Home » MBJ FEATURE » Whether CWIP constitutes a tax takes up most of Kemper hearing in front of Supreme Court

Whether CWIP constitutes a tax takes up most of Kemper hearing in front of Supreme Court

The Mississippi Supreme Court building in Jackson. Photo by STEPHEN McDILL / Mississippi Business Journal

The Mississippi Supreme Court building in Jackson.

Most of last Monday’s hour-long Kemper coal plant hearing at the Mississippi Supreme Court centered on two questions:

If the Mississippi Public Service Commission allows Mississippi Power Co. to charge its ratepayers for the facility’s construction, will it constitute a tax, or will it simply be a rate assessment?

If it is a tax, does it render the Baseload Act unconstitutional?

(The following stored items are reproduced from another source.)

#![allow(dead_code)]

use async_trait::async_trait;
use parking_lot::Mutex;
use request_log_sink::config::RequestLoggingConfig;
use request_log_sink::record::{LogEvent, LogRecord};
use request_log_sink::sink::{RequestLogSink, SinkResult};
use std::sync::atomic::{AtomicUsize, Ordering};
use std::sync::Arc;
use std::time::Duration;

pub type Captured = Arc<Mutex<Vec<(LogEvent, LogRecord)>>>;

/// Keeps a copy of every record it receives.
pub struct RecordingSink {
    name: &'static str,
    seen: Captured,
    delay: Option<Duration>,
    start_delay: Option<Duration>,
}

impl RecordingSink {
    pub fn new(name: &'static str) -> (Self, Captured) {
        let seen = Captured::default();
        let sink = Self {
            name,
            seen: Arc::clone(&seen),
            delay: None,
            start_delay: None,
        };
        (sink, seen)
    }

    /// Every call sleeps for `delay` before recording.
    pub fn slow(name: &'static str, delay: Duration) -> (Self, Captured) {
        let (mut sink, seen) = Self::new(name);
        sink.delay = Some(delay);
        (sink, seen)
    }

    /// Only start events are delayed.
    pub fn slow_start(name: &'static str, delay: Duration) -> (Self, Captured) {
        let (mut sink, seen) = Self::new(name);
        sink.start_delay = Some(delay);
        (sink, seen)
    }

    async fn record(&self, event: LogEvent, record: &LogRecord) -> SinkResult {
        if let (LogEvent::Start, Some(delay)) = (event, self.start_delay) {
            tokio::time::sleep(delay).await;
        }
        if let Some(delay) = self.delay {
            tokio::time::sleep(delay).await;
        }
        self.seen.lock().push((event, record.clone()));
        Ok(())
    }
}

#[async_trait]
impl RequestLogSink for RecordingSink {
    fn name(&self) -> &str {
        self.name
    }

    async fn on_start(&self, record: &LogRecord) -> SinkResult {
        self.record(LogEvent::Start, record).await
    }

    async fn on_complete(&self, record: &LogRecord) -> SinkResult {
        self.record(LogEvent::Complete, record).await
    }

    async fn on_error(&self, record: &LogRecord) -> SinkResult {
        self.record(LogEvent::Error, record).await
    }
}

/// Fails every call, counting them.
pub struct FailingSink {
    pub calls: Arc<AtomicUsize>,
}

impl FailingSink {
    pub fn new() -> (Self, Arc<AtomicUsize>) {
        let calls = Arc::new(AtomicUsize::new(0));
        (
            Self {
                calls: Arc::clone(&calls),
            },
            calls,
        )
    }

    fn fail(&self) -> SinkResult {
        self.calls.fetch_add(1, Ordering::SeqCst);
        Err("backend unavailable".into())
    }
}

#[async_trait]
impl RequestLogSink for FailingSink {
    fn name(&self) -> &str {
        "failing"
    }

    async fn on_start(&self, _record: &LogRecord) -> SinkResult {
        self.fail()
    }

    async fn on_complete(&self, _record: &LogRecord) -> SinkResult {
        self.fail()
    }

    async fn on_error(&self, _record: &LogRecord) -> SinkResult {
        self.fail()
    }
}

/// Panics on start events.
pub struct PanickingSink;

#[async_trait]
impl RequestLogSink for PanickingSink {
    fn name(&self) -> &str {
        "panicking"
    }

    async fn on_start(&self, _record: &LogRecord) -> SinkResult {
        panic!("sink bug");
    }

    async fn on_complete(&self, _record: &LogRecord) -> SinkResult {
        Ok(())
    }

    async fn on_error(&self, _record: &LogRecord) -> SinkResult {
        Ok(())
    }
}

/// Config with no built-in sinks, everything sampled.
pub fn quiet_config() -> RequestLoggingConfig {
    RequestLoggingConfig {
        sinks: Vec::new(),
        sampling_rate: 100.0,
        ..Default::default()
    }
}

pub fn count(seen: &Captured, event: LogEvent) -> usize {
    seen.lock().iter().filter(|(e, _)| *e == event).count()
}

Mike Adelman, an attorney who represents Thomas Blanton, says the Baseload Act — a 2008 law that authorized utilities, with PSC permission, to collect construction-work-in-progress funds from ratepayers — is unconstitutional because it violates the Constitution’s 14th Amendment, which prevents confiscatory taking of property without due process.

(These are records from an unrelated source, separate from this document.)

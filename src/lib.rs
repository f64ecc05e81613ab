pub mod record;
pub mod pool;
pub mod sampling;
pub mod context;
pub mod http;

pub mod config;
pub mod env;

pub mod sink;
pub mod registry;
pub mod dispatch;
pub mod metrics;
pub mod service;
pub mod init;

pub mod format;
pub mod writer;
pub mod rotation;
pub mod console_sink;
pub mod file_sink;
pub mod noop_sink;

pub use config::RequestLoggingConfig;
pub use context::RequestContext;
pub use http::{ErrorInfo, RequestInfo, ResponseInfo};
pub use init::{init_request_logging, init_request_logging_with_sinks, init_tracing};
pub use pool::{PooledRecord, RecordPool};
pub use record::{LogEvent, LogRecord};
pub use registry::SinkRegistry;
pub use service::RequestLogger;
pub use sink::{RequestLogSink, SinkResult};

“It’s a tax on electricity that has not yet been provided,” said Adelman, whose client is a Hattiesburg resident and one of Mississippi Power’s roughly 186,000 ratepayers.

Blanton’s claim was originally part of the rate dispute between commissioners and Mississippi Power. The dispute arose over the summer when commissioners denied a 13 percent rate increase that would have generated about $58 million to put toward the coal plant’s construction. Commissioners said then they would not entertain anymore rate increase requests related to the plant until the Mississippi Supreme Court had ruled on litigation brought against the plant by the Mississippi Sierra Club. That litigation is separate from last Monday’s proceedings.

The PSC’s stance changed last week, when commissioners and Mississippi Power Co. agreed to a settlement whose terms will allow the utility to ask for CWIP recovery in exchange for the hard cap on the project being lowered from $2.88 billion to $2.4 billion, and ratepayers being granted an ownership share in the plant’s TRIG technology.

Adelman, in his argument against the Baseload Act, equated CWIP with a tax, something he said the PSC does not have authority to levy. Even if lawmakers intended to convey that authority in the Baseload Act, Adelman said, the language in the law does not do that.

The law essentially forces Mississippi Power customers to become investors in the project, Adelman said.

“There is a recognized constitutional right — a right that is recognized by this court — that rates cannot be assessed for power that is not being delivered,” Adelman told the seven justices. Chief Justice Bill Waller Jr. and Associate Justice Leslie King were not in attendance.

Mississippi Power attorney Ricky Cox said that law allows for utilities to increase rates for “used and useful” services. “And CWIP is a used and useful service,” he told the court.

“These facilities (which are eligible for CWIP funds) have unique characteristics,” Cox said. “They run 24 hours a day and provide dependable power. That’s the benefit customers are getting.”

Blanton’s argument that the Baseload Act is unconstitutional is moot and should be dismissed, Cox said, because the Baseload Act has not been applied.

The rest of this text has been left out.